• **WORK TO BE COMPLETED**
Each record below needs to be copied out exactly as it stands.

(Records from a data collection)
Segment Open
//! An owned, indexable view over a file's metadata — built by draining a
//! [`GgufReader`] once, for callers (the `show`/`compare` commands) that
//! want random access by key rather than a single forward pass.

use std::collections::HashMap;

use crate::error::Result;
use crate::reader::{GgufReader, PrimitiveValue, ValueEvent};
use crate::valtype::ValueType;

/// One metadata value, fully materialized.
#[derive(Debug, Clone)]
pub enum MetadataValue {
    U8(u8),
    I8(i8),
    U16(u16),
    I16(i16),
    U32(u32),
    I32(i32),
    F32(f32),
    Bool(bool),
    String(String),
    U64(u64),
    I64(i64),
    F64(f64),
    Array(Vec<MetadataValue>),
}

impl MetadataValue {
    pub fn as_u64(&self) -> Option<u64> {
        match *self {
            MetadataValue::U8(v) => Some(v as u64),
            MetadataValue::U16(v) => Some(v as u64),
            MetadataValue::U32(v) => Some(v as u64),
            MetadataValue::U64(v) => Some(v),
            MetadataValue::I8(v) if v >= 0 => Some(v as u64),
            MetadataValue::I16(v) if v >= 0 => Some(v as u64),
            MetadataValue::I32(v) if v >= 0 => Some(v as u64),
            MetadataValue::I64(v) if v >= 0 => Some(v as u64),
            _ => None,
        }
    }

    pub fn as_f32(&self) -> Option<f32> {
        match *self {
            MetadataValue::F32(v) => Some(v),
            MetadataValue::F64(v) => Some(v as f32),
            _ => None,
        }
    }

    pub fn as_str(&self) -> Option<&str> {
        match self {
            MetadataValue::String(s) => Some(s.as_str()),
            _ => None,
        }
    }

    pub fn as_array(&self) -> Option<&[MetadataValue]> {
        match self {
            MetadataValue::Array(v) => Some(v.as_slice()),
            _ => None,
        }
    }
}

fn primitive_to_owned(value: PrimitiveValue<'_>) -> MetadataValue {
    match value {
        PrimitiveValue::U8(v) => MetadataValue::U8(v),
        PrimitiveValue::I8(v) => MetadataValue::I8(v),
        PrimitiveValue::U16(v) => MetadataValue::U16(v),
        PrimitiveValue::I16(v) => MetadataValue::I16(v),
        PrimitiveValue::U32(v) => MetadataValue::U32(v),
        PrimitiveValue::I32(v) => MetadataValue::I32(v),
        PrimitiveValue::F32(v) => MetadataValue::F32(v),
        PrimitiveValue::Bool(v) => MetadataValue::Bool(v),
        PrimitiveValue::Str(v) => MetadataValue::String(String::from_utf8_lossy(v).into_owned()),
        PrimitiveValue::U64(v) => MetadataValue::U64(v),
        PrimitiveValue::I64(v) => MetadataValue::I64(v),
        PrimitiveValue::F64(v) => MetadataValue::F64(v),
    }
}

/// A flat map from key name to fully materialized value, built by consuming
/// every entry off a reader positioned at the start of its metadata section.
pub struct GgufMetadata {
    entries: HashMap<String, MetadataValue>,
}

impl GgufMetadata {
    /// Drains every remaining key-value entry from `reader`. The reader
    /// must not have begun tensor-descriptor iteration.
    pub fn read_all(reader: &GgufReader) -> Result<GgufMetadata> {
        let mut entries = HashMap::new();
        while let Some(kv) = reader.next_key()? {
            let name = kv.name_str()?.to_owned();
            let value_type = kv.value_type;
            let value = read_one_value(reader, value_type)?;
            entries.insert(name, value);
        }
        Ok(GgufMetadata { entries })
    }

    pub fn get(&self, key: &str) -> Option<&MetadataValue> {
        self.entries.get(key)
    }

    pub fn get_string(&self, key: &str) -> Option<&str> {
        self.get(key).and_then(MetadataValue::as_str)
    }

    pub fn get_u32(&self, key: &str) -> Option<u32> {
        self.get(key).and_then(MetadataValue::as_u64).and_then(|v| u32::try_from(v).ok())
    }

    pub fn get_u64(&self, key: &str) -> Option<u64> {
        self.get(key).and_then(MetadataValue::as_u64)
    }

    pub fn get_f32(&self, key: &str) -> Option<f32> {
        self.get(key).and_then(MetadataValue::as_f32)
    }

    pub fn iter(&self) -> impl Iterator<Item = (&str, &MetadataValue)> {
        self.entries.iter().map(|(k, v)| (k.as_str(), v))
    }

    pub fn len(&self) -> usize {
        self.entries.len()
    }

    pub fn is_empty(&self) -> bool {
        self.entries.is_empty()
    }
}

/// Build one owned `MetadataValue` tree by driving `consume_value` and
/// stacking array frames as `ArrayStart`/`ArrayEnd` brackets arrive.
fn read_one_value(reader: &GgufReader, value_type: ValueType) -> Result<MetadataValue> {
    let mut stack: Vec<Vec<MetadataValue>> = Vec::new();
    let mut root: Option<MetadataValue> = None;

    reader.consume_value(value_type, &mut |event| match event {
        ValueEvent::ArrayStart { .. } => stack.push(Vec::new()),
        ValueEvent::ArrayEnd { .. } => {
            let finished = MetadataValue::Array(stack.pop().expect("matching ArrayStart"));
            match stack.last_mut() {
                Some(parent) => parent.push(finished),
                None => root = Some(finished),
            }
        }
        ValueEvent::Primitive { value, .. } => {
            let owned = primitive_to_owned(value);
            match stack.last_mut() {
                Some(parent) => parent.push(owned),
                None => root = Some(owned),
            }
        }
    })?;

    Ok(root.expect("consume_value always produces exactly one top-level value"))
}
Segment Closed
• **TASK SOLUTION**
//! An owned, indexable view over a file's metadata — built by draining a
//! [`GgufReader`] once, for callers (the `show`/`compare` commands) that
//! want random access by key rather than a single forward pass.

use std::collections::HashMap;

use crate::error::Result;
use crate::reader::{GgufReader, PrimitiveValue, ValueEvent};
use crate::valtype::ValueType;

/// One metadata value, fully materialized.
#[derive(Debug, Clone)]
pub enum MetadataValue {
    U8(u8),
    I8(i8),
    U16(u16),
    I16(i16),
    U32(u32),
    I32(i32),
    F32(f32),
    Bool(bool),
    String(String),
    U64(u64),
    I64(i64),
    F64(f64),
    Array(Vec<MetadataValue>),
}

impl MetadataValue {
    pub fn as_u64(&self) -> Option<u64> {
        match *self {
            MetadataValue::U8(v) => Some(v as u64),
            MetadataValue::U16(v) => Some(v as u64),
            MetadataValue::U32(v) => Some(v as u64),
            MetadataValue::U64(v) => Some(v),
            MetadataValue::I8(v) if v >= 0 => Some(v as u64),
            MetadataValue::I16(v) if v >= 0 => Some(v as u64),
            MetadataValue::I32(v) if v >= 0 => Some(v as u64),
            MetadataValue::I64(v) if v >= 0 => Some(v as u64),
            _ => None,
        }
    }

    pub fn as_f32(&self) -> Option<f32> {
        match *self {
            MetadataValue::F32(v) => Some(v),
            MetadataValue::F64(v) => Some(v as f32),
            _ => None,
        }
    }

    pub fn as_str(&self) -> Option<&str> {
        match self {
            MetadataValue::String(s) => Some(s.as_str()),
            _ => None,
        }
    }

    pub fn as_array(&self) -> Option<&[MetadataValue]> {
        match self {
            MetadataValue::Array(v) => Some(v.as_slice()),
            _ => None,
        }
    }
}

fn primitive_to_owned(value: PrimitiveValue<'_>) -> MetadataValue {
    match value {
        PrimitiveValue::U8(v) => MetadataValue::U8(v),
        PrimitiveValue::I8(v) => MetadataValue::I8(v),
        PrimitiveValue::U16(v) => MetadataValue::U16(v),
        PrimitiveValue::I16(v) => MetadataValue::I16(v),
        PrimitiveValue::U32(v) => MetadataValue::U32(v),
        PrimitiveValue::I32(v) => MetadataValue::I32(v),
        PrimitiveValue::F32(v) => MetadataValue::F32(v),
        PrimitiveValue::Bool(v) => MetadataValue::Bool(v),
        PrimitiveValue::Str(v) => MetadataValue::String(String::from_utf8_lossy(v).into_owned()),
        PrimitiveValue::U64(v) => MetadataValue::U64(v),
        PrimitiveValue::I64(v) => MetadataValue::I64(v),
        PrimitiveValue::F64(v) => MetadataValue::F64(v),
    }
}

/// A flat map from key name to fully materialized value, built by consuming
/// every entry off a reader positioned at the start of its metadata section.
pub struct GgufMetadata {
    entries: HashMap<String, MetadataValue>,
}

impl GgufMetadata {
    /// Drains every remaining key-value entry from `reader`. The reader
    /// must not have begun tensor-descriptor iteration.
    pub fn read_all(reader: &GgufReader) -> Result<GgufMetadata> {
        let mut entries = HashMap::new();
        while let Some(kv) = reader.next_key()? {
            let name = kv.name_str()?.to_owned();
            let value_type = kv.value_type;
            let value = read_one_value(reader, value_type)?;
            entries.insert(name, value);
        }
        Ok(GgufMetadata { entries })
    }

    pub fn get(&self, key: &str) -> Option<&MetadataValue> {
        self.entries.get(key)
    }

    pub fn get_string(&self, key: &str) -> Option<&str> {
        self.get(key).and_then(MetadataValue::as_str)
    }

    pub fn get_u32(&self, key: &str) -> Option<u32> {
        self.get(key).and_then(MetadataValue::as_u64).and_then(|v| u32::try_from(v).ok())
    }

    pub fn get_u64(&self, key: &str) -> Option<u64> {
        self.get(key).and_then(MetadataValue::as_u64)
    }

    pub fn get_f32(&self, key: &str) -> Option<f32> {
        self.get(key).and_then(MetadataValue::as_f32)
    }

    pub fn iter(&self) -> impl Iterator<Item = (&str, &MetadataValue)> {
        self.entries.iter().map(|(k, v)| (k.as_str(), v))
    }

    pub fn len(&self) -> usize {
        self.entries.len()
    }

    pub fn is_empty(&self) -> bool {
        self.entries.is_empty()
    }
}

/// Build one owned `MetadataValue` tree by driving `consume_value` and
/// stacking array frames as `ArrayStart`/`ArrayEnd` brackets arrive.
fn read_one_value(reader: &GgufReader, value_type: ValueType) -> Result<MetadataValue> {
    let mut stack: Vec<Vec<MetadataValue>> = Vec::new();
    let mut root: Option<MetadataValue> = None;

    reader.consume_value(value_type, &mut |event| match event {
        ValueEvent::ArrayStart { .. } => stack.push(Vec::new()),
        ValueEvent::ArrayEnd { .. } => {
            let finished = MetadataValue::Array(stack.pop().expect("matching ArrayStart"));
            match stack.last_mut() {
                Some(parent) => parent.push(finished),
                None => root = Some(finished),
            }
        }
        ValueEvent::Primitive { value, .. } => {
            let owned = primitive_to_owned(value);
            match stack.last_mut() {
                Some(parent) => parent.push(owned),
                None => root = Some(owned),
            }
        }
    })?;

    Ok(root.expect("consume_value always produces exactly one top-level value"))
}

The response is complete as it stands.